== REQUIRED WORK ==
Looking through the data, please report how many lines contain the string "Some", giving nothing but the number.

━━━ SUPPLIED RECORDS

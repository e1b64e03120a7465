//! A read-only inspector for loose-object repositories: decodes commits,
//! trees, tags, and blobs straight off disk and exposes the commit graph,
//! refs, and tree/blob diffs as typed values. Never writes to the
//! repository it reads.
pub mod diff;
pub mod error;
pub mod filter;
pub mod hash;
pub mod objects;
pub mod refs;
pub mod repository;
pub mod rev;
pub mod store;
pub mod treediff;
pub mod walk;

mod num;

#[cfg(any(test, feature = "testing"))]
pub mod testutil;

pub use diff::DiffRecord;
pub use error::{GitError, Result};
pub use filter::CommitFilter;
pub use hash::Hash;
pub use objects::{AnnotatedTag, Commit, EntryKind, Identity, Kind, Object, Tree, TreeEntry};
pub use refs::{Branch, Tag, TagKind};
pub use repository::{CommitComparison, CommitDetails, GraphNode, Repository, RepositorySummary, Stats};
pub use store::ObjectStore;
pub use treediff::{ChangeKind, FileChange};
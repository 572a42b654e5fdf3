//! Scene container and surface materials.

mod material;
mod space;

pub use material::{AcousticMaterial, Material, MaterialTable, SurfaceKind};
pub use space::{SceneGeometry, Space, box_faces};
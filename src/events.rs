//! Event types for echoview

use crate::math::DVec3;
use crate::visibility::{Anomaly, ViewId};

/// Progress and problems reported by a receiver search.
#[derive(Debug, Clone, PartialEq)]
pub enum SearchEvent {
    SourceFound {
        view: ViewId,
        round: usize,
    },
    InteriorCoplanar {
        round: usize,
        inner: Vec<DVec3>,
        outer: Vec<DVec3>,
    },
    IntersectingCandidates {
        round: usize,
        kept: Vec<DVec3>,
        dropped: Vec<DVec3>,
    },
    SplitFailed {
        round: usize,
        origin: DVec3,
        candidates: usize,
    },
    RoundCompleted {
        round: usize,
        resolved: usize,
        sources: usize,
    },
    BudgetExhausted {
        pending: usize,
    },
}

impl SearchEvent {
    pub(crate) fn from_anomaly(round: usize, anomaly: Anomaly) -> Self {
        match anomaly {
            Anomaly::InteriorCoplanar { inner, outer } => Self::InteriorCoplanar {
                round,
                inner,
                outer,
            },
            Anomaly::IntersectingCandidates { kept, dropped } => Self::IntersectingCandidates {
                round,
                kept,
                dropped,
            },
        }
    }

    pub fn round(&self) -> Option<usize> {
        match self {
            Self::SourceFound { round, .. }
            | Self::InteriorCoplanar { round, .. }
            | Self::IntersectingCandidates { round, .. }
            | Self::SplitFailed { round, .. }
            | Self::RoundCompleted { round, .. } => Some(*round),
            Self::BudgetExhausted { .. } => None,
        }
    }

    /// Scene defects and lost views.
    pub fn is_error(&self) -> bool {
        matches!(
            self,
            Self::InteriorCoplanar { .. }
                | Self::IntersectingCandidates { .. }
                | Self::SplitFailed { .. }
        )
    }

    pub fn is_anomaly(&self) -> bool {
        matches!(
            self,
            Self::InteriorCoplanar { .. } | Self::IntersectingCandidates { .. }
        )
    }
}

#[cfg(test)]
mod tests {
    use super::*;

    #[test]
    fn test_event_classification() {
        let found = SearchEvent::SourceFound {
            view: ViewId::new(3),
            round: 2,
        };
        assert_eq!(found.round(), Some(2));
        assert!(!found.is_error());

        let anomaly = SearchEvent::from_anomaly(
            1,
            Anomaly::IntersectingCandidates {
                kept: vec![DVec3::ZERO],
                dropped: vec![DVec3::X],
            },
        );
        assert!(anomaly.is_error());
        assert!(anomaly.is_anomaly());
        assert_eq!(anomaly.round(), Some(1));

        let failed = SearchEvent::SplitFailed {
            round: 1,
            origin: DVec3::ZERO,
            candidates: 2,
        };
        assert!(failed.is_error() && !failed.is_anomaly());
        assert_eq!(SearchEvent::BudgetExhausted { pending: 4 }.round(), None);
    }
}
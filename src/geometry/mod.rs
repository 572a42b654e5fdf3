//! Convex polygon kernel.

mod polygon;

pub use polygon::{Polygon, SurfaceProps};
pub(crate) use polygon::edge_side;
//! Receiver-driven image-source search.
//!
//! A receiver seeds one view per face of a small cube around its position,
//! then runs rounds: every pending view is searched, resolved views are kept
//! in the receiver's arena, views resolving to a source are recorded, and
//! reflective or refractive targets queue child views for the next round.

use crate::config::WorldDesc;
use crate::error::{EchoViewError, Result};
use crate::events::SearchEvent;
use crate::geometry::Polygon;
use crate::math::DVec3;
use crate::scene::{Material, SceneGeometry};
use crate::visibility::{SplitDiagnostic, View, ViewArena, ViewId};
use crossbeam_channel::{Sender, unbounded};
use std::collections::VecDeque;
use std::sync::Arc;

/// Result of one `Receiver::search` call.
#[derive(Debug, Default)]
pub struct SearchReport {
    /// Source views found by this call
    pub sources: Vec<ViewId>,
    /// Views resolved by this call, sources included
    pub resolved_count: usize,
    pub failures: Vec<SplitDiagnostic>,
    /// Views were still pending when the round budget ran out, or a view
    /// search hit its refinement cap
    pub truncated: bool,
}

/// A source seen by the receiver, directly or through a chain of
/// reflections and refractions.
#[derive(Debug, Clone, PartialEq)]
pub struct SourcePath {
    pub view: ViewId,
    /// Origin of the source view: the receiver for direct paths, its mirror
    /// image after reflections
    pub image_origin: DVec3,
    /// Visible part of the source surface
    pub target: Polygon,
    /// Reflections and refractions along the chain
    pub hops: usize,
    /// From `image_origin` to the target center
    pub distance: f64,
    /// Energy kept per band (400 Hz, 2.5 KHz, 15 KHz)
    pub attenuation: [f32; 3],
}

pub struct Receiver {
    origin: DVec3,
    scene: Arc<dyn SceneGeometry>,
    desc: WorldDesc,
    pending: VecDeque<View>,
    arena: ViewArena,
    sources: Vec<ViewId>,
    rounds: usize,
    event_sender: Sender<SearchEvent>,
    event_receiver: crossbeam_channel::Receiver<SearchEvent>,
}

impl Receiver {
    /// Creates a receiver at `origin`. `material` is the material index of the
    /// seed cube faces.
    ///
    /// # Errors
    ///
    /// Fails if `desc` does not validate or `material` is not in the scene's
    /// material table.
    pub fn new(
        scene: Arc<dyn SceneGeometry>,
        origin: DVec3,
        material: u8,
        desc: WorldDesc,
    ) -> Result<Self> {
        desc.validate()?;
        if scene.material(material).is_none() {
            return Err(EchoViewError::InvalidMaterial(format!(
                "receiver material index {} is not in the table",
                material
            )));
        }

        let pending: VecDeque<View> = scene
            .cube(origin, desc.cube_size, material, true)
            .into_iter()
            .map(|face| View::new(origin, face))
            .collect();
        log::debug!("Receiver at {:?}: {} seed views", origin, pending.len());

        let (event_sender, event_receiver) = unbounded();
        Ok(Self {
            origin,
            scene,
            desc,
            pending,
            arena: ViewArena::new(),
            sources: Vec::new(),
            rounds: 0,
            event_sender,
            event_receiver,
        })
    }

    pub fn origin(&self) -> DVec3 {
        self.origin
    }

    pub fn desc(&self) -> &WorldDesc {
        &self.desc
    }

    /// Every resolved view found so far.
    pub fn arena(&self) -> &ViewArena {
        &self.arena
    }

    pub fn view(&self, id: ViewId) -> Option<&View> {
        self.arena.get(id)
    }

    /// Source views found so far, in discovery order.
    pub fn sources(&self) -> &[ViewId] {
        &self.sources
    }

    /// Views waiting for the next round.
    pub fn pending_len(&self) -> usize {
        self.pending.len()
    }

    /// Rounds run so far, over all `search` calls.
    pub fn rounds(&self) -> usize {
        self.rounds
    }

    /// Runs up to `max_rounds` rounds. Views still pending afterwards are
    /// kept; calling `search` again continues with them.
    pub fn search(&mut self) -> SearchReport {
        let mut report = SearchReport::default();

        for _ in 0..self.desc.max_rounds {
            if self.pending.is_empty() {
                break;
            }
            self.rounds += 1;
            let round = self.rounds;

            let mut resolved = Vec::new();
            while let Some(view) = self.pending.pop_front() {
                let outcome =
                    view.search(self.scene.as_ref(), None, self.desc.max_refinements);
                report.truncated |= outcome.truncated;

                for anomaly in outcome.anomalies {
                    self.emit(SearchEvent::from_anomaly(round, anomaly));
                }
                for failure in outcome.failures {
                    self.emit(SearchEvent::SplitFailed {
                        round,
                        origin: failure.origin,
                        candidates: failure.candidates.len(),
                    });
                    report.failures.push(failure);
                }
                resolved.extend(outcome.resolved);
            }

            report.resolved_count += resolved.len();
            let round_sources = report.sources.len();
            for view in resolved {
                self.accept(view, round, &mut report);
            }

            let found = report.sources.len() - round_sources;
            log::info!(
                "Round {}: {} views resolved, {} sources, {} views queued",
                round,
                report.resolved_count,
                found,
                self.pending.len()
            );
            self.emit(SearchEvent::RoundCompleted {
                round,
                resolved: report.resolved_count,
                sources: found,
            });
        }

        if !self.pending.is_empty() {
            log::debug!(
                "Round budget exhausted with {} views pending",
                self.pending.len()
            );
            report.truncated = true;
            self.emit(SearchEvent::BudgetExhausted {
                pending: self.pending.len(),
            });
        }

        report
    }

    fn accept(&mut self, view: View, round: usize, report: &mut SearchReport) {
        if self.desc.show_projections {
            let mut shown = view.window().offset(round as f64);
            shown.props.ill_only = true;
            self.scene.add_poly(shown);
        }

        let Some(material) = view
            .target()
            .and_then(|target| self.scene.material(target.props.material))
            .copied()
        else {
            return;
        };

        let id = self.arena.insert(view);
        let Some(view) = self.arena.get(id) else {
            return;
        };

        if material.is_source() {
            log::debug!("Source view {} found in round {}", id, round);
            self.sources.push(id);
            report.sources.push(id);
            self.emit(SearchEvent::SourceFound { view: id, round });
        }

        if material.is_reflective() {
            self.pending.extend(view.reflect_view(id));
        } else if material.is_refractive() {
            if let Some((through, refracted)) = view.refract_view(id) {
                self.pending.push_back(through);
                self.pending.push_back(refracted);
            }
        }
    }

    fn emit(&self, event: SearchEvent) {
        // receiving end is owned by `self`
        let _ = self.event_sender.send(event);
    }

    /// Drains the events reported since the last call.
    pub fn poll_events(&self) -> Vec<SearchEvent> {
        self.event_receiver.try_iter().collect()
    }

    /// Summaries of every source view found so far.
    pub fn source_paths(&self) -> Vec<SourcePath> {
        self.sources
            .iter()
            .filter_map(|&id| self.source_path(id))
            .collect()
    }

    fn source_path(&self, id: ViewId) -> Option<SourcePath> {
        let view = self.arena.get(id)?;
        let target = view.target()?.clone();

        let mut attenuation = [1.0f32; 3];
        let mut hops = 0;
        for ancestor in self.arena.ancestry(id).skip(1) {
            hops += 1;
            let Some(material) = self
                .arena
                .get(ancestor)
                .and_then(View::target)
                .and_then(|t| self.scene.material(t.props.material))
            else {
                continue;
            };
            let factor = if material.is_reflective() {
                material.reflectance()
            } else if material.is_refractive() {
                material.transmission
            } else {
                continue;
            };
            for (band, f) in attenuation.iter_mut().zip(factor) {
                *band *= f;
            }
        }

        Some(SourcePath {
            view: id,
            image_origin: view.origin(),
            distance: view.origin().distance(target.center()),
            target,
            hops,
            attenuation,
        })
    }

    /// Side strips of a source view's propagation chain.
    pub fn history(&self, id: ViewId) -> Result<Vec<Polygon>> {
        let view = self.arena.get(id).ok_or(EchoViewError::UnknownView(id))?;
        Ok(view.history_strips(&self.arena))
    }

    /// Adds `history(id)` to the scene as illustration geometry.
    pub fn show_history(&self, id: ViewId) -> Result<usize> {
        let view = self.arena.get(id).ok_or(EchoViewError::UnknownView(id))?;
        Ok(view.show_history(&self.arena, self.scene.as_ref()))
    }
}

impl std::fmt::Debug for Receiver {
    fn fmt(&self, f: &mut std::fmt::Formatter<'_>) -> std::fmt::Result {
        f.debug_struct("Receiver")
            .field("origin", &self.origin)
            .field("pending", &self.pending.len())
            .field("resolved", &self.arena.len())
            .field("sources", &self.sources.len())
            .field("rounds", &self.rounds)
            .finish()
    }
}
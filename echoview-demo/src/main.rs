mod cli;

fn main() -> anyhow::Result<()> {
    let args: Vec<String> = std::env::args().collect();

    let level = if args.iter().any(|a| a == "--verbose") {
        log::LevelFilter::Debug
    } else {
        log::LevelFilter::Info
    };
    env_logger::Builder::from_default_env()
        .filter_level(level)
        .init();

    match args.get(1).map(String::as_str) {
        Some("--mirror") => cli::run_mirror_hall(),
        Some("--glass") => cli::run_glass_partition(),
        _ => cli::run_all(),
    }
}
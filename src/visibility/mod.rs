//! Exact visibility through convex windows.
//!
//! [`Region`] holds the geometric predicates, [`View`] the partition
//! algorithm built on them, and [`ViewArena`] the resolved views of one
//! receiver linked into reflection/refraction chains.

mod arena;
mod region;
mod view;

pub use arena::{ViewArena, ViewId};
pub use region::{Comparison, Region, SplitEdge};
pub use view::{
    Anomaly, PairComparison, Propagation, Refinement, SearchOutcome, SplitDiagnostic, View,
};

━━━━━━

== RESPONSE ==
11